Nos 450 anos, SP ganha a maior usina de biogás do País

A prefeita Marta Suplicy (PT) e a ministra de Minas e Energia, Dilma Rousseff, inauguraram ontem a maior usina movida a biogás do País, construída no Aterro Sanitário Bandeirantes, em Perus, na zona norte. A usina, que recebeu investimentos de R$ 60 milhões e tem capacidade de geração de 20 megawatts (MW), é resultado de parceria firmada entre a empresa Biogás e o Unibanco. A usina produzirá energia elétrica aproveitando o biogás - 50% de gás metano e 50% de CO2 - produzido pelo Aterro Bandeirantes, que recebe 7 mil toneladas de lixo por dia. O maior benefício do projeto apontado pelos empreendedores e pelas autoridades presentes na inauguração é o ambiental: a queima do biogás pela usina evitará a emissão na atmosfera de cerca de 8 milhões de toneladas de gás carbônico em um período de 15 anos. A Biogás detém a concessão, transferida por licitação pela Prefeitura, para a exploração do gás produzido pelo aterro - chamado de gás bioquímico. A empresa fornecerá 12 mil metros cúbicos por hora do gás para alimentar a usina. Foram necessários R$ 12 milhões para a criação de uma infra-estrutura de captação do biogás. A eletricidade gerada pela usina servirá para abastecer agências e prédios administrativos do Unibanco, que investiu R$ 48 milhões na construção. Autoprodução"Esse projeto possui um padrão de geração de energia que preconizamos para o País", disse a ministra Dilma. Segundo ela, o projeto reúne "a idéia de que a energia tem de ser um fator de ampliação da qualidade de vida e de desenvolvimento sustentável". A ministra destacou ainda que o projeto é um exemplo do conceito de geração distribuída, em que a produção de energia é realizada muito próxima do centro do consumo, uma característica que amplia a segurança do fornecimento e reduz os custos de distribuição e de transmissão, resultando em energia mais barata para o consumidor.
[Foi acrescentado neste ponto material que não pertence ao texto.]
//! In-memory fakes for the pipeline's collaborators.
//!
//! Available to this crate's tests and, through the `test-util` feature, to
//! downstream crates that exercise the upload pipeline without ffmpeg, S3 or
//! PostgreSQL.

use crate::database::{VideoStore, VideoStoreError};
use crate::models::{VideoGeometry, VideoRecord};
use crate::object_store::{ObjectStore, SignError, StoreError};
use crate::prober::{MediaProber, ProbeError};
use crate::remuxer::{RemuxError, Remuxer, processing_path};
use async_trait::async_trait;
use common::error::DatabaseError;
use std::collections::HashMap;
use std::io;
use std::path::{Path, PathBuf};
use std::pin::Pin;
use std::sync::Mutex;
use std::sync::atomic::{AtomicBool, AtomicUsize, Ordering};
use std::task::{Context, Poll};
use std::time::Duration;
use tokio::fs::File;
use tokio::io::{AsyncRead, AsyncReadExt, ReadBuf};
use uuid::Uuid;

/// Request body that yields `data` and then fails, like a client dropping mid-upload
pub struct FailingReader {
    data: Vec<u8>,
    pos: usize,
}

impl FailingReader {
    pub fn after(data: Vec<u8>) -> Self {
        Self { data, pos: 0 }
    }
}

impl AsyncRead for FailingReader {
    fn poll_read(
        mut self: Pin<&mut Self>,
        _cx: &mut Context<'_>,
        buf: &mut ReadBuf<'_>,
    ) -> Poll<io::Result<()>> {
        let remaining = self.data.len() - self.pos;
        if remaining == 0 {
            return Poll::Ready(Err(io::Error::new(
                io::ErrorKind::ConnectionReset,
                "client went away",
            )));
        }

        let n = remaining.min(buf.remaining());
        let start = self.pos;
        buf.put_slice(&self.data[start..start + n]);
        self.pos += n;
        Poll::Ready(Ok(()))
    }
}

/// Prober returning a fixed geometry, or failing when built with [`FakeProber::failing`]
pub struct FakeProber {
    geometry: Option<VideoGeometry>,
    delay: Option<Duration>,
    calls: AtomicUsize,
}

impl FakeProber {
    pub fn returning(width: u32, height: u32) -> Self {
        Self {
            geometry: Some(VideoGeometry { width, height }),
            delay: None,
            calls: AtomicUsize::new(0),
        }
    }

    pub fn failing() -> Self {
        Self {
            geometry: None,
            delay: None,
            calls: AtomicUsize::new(0),
        }
    }

    /// Sleep for `delay` before answering
    pub fn with_delay(mut self, delay: Duration) -> Self {
        self.delay = Some(delay);
        self
    }

    pub fn calls(&self) -> usize {
        self.calls.load(Ordering::SeqCst)
    }
}

#[async_trait]
impl MediaProber for FakeProber {
    async fn probe(&self, path: &Path) -> Result<VideoGeometry, ProbeError> {
        self.calls.fetch_add(1, Ordering::SeqCst);
        if let Some(delay) = self.delay {
            tokio::time::sleep(delay).await;
        }
        if !path.exists() {
            return Err(ProbeError::Spawn(io::Error::new(
                io::ErrorKind::NotFound,
                format!("{} does not exist", path.display()),
            )));
        }
        self.geometry.ok_or(ProbeError::NoStreams)
    }
}

/// Remuxer that copies the source to its `.processing` sibling
pub struct CopyRemuxer {
    fail: bool,
    delay: Option<Duration>,
    calls: AtomicUsize,
}

impl CopyRemuxer {
    pub fn new() -> Self {
        Self {
            fail: false,
            delay: None,
            calls: AtomicUsize::new(0),
        }
    }

    /// Writes a truncated output file and then reports failure
    pub fn failing() -> Self {
        Self {
            fail: true,
            delay: None,
            calls: AtomicUsize::new(0),
        }
    }

    /// Sleep for `delay` after writing the output, before answering
    pub fn with_delay(mut self, delay: Duration) -> Self {
        self.delay = Some(delay);
        self
    }

    pub fn calls(&self) -> usize {
        self.calls.load(Ordering::SeqCst)
    }
}

impl Default for CopyRemuxer {
    fn default() -> Self {
        Self::new()
    }
}

#[async_trait]
impl Remuxer for CopyRemuxer {
    async fn remux(&self, source: &Path) -> Result<PathBuf, RemuxError> {
        self.calls.fetch_add(1, Ordering::SeqCst);
        let output = processing_path(source);

        if self.fail {
            tokio::fs::write(&output, b"truncated")
                .await
                .map_err(RemuxError::Spawn)?;
            return Err(RemuxError::Spawn(io::Error::other("remuxer crashed")));
        }

        tokio::fs::copy(source, &output)
            .await
            .map_err(RemuxError::Spawn)?;
        if let Some(delay) = self.delay {
            tokio::time::sleep(delay).await;
        }
        Ok(output)
    }
}

/// An object captured by [`MemoryObjectStore`]
#[derive(Debug, Clone, PartialEq)]
pub struct StoredObject {
    pub content_type: String,
    pub bytes: Vec<u8>,
}

/// Object store keeping uploads in memory.
///
/// Presigned URLs have the shape `https://{bucket}.store.test/{key}?expires={secs}`.
#[derive(Default)]
pub struct MemoryObjectStore {
    objects: Mutex<HashMap<(String, String), StoredObject>>,
    puts: AtomicUsize,
    put_delay: Mutex<Option<Duration>>,
    fail_puts: AtomicBool,
    fail_presigns: AtomicBool,
}

impl MemoryObjectStore {
    pub fn new() -> Self {
        Self::default()
    }

    pub fn fail_puts(&self) {
        self.fail_puts.store(true, Ordering::SeqCst);
    }

    pub fn fail_presigns(&self) {
        self.fail_presigns.store(true, Ordering::SeqCst);
    }

    /// Make every put sleep for `delay` before storing anything
    pub fn delay_puts(&self, delay: Duration) {
        *self.put_delay.lock().unwrap() = Some(delay);
    }

    /// Number of successful puts
    pub fn put_count(&self) -> usize {
        self.puts.load(Ordering::SeqCst)
    }

    pub fn object(&self, bucket: &str, key: &str) -> Option<StoredObject> {
        self.objects
            .lock()
            .unwrap()
            .get(&(bucket.to_string(), key.to_string()))
            .cloned()
    }
}

#[async_trait]
impl ObjectStore for MemoryObjectStore {
    async fn put_object(
        &self,
        bucket: &str,
        key: &str,
        content_type: &str,
        mut body: File,
    ) -> Result<(), StoreError> {
        let delay = *self.put_delay.lock().unwrap();
        if let Some(delay) = delay {
            tokio::time::sleep(delay).await;
        }
        if self.fail_puts.load(Ordering::SeqCst) {
            return Err(StoreError::Put {
                bucket: bucket.to_string(),
                key: key.to_string(),
                source: Box::new(io::Error::other("injected put failure")),
            });
        }

        let mut bytes = Vec::new();
        body.read_to_end(&mut bytes)
            .await
            .map_err(|e| StoreError::Body {
                key: key.to_string(),
                source: Box::new(e),
            })?;

        self.objects.lock().unwrap().insert(
            (bucket.to_string(), key.to_string()),
            StoredObject {
                content_type: content_type.to_string(),
                bytes,
            },
        );
        self.puts.fetch_add(1, Ordering::SeqCst);
        Ok(())
    }

    async fn presign_get(
        &self,
        bucket: &str,
        key: &str,
        ttl: Duration,
    ) -> Result<String, SignError> {
        if self.fail_presigns.load(Ordering::SeqCst) {
            return Err(SignError::Presign {
                bucket: bucket.to_string(),
                key: key.to_string(),
                source: Box::new(io::Error::other("injected presign failure")),
            });
        }
        Ok(format!(
            "https://{}.store.test/{}?expires={}",
            bucket,
            key,
            ttl.as_secs()
        ))
    }
}

/// Video records held in a map, with an injectable update failure
#[derive(Default)]
pub struct MemoryVideoStore {
    videos: Mutex<HashMap<Uuid, VideoRecord>>,
    updates: AtomicUsize,
    update_delay: Mutex<Option<Duration>>,
    fail_updates: AtomicBool,
}

impl MemoryVideoStore {
    pub fn new() -> Self {
        Self::default()
    }

    pub fn insert(&self, video: VideoRecord) {
        self.videos.lock().unwrap().insert(video.id, video);
    }

    pub fn get(&self, id: Uuid) -> Option<VideoRecord> {
        self.videos.lock().unwrap().get(&id).cloned()
    }

    pub fn fail_updates(&self) {
        self.fail_updates.store(true, Ordering::SeqCst);
    }

    /// Make every update sleep for `delay` before touching the map
    pub fn delay_updates(&self, delay: Duration) {
        *self.update_delay.lock().unwrap() = Some(delay);
    }

    /// Number of successful updates
    pub fn update_count(&self) -> usize {
        self.updates.load(Ordering::SeqCst)
    }
}

#[async_trait]
impl VideoStore for MemoryVideoStore {
    async fn get_video(&self, id: Uuid) -> Result<Option<VideoRecord>, VideoStoreError> {
        Ok(self.get(id))
    }

    async fn update_video(&self, video: &VideoRecord) -> Result<(), VideoStoreError> {
        let delay = *self.update_delay.lock().unwrap();
        if let Some(delay) = delay {
            tokio::time::sleep(delay).await;
        }
        if self.fail_updates.load(Ordering::SeqCst) {
            return Err(DatabaseError::Connection(sqlx::Error::PoolTimedOut).into());
        }

        let mut videos = self.videos.lock().unwrap();
        match videos.get_mut(&video.id) {
            Some(existing) => {
                *existing = video.clone();
                self.updates.fetch_add(1, Ordering::SeqCst);
                Ok(())
            }
            None => Err(VideoStoreError::Missing(video.id)),
        }
    }

    async fn create_video(&self, video: &VideoRecord) -> Result<(), VideoStoreError> {
        self.insert(video.clone());
        Ok(())
    }

    async fn list_videos(&self, user_id: Uuid) -> Result<Vec<VideoRecord>, VideoStoreError> {
        let mut videos: Vec<VideoRecord> = self
            .videos
            .lock()
            .unwrap()
            .values()
            .filter(|video| video.user_id == user_id)
            .cloned()
            .collect();
        videos.sort_by(|a, b| b.created_at.cmp(&a.created_at));
        Ok(videos)
    }
}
Dilma enalteceu o projeto como um exemplo bem-sucedido de parceria público-privada, destacando a união das empresas Biogás e Unibanco "sob o guarda-chuva da Prefeitura". A prefeita Marta Suplicy acrescentou que, mesmo após o aterro atingir sua capacidade, em 2006, com um total de 30 milhões de toneladas de lixo acumulado, a usina poderá queimar ainda por mais 15 anos "um gás que iria fazer mal à população".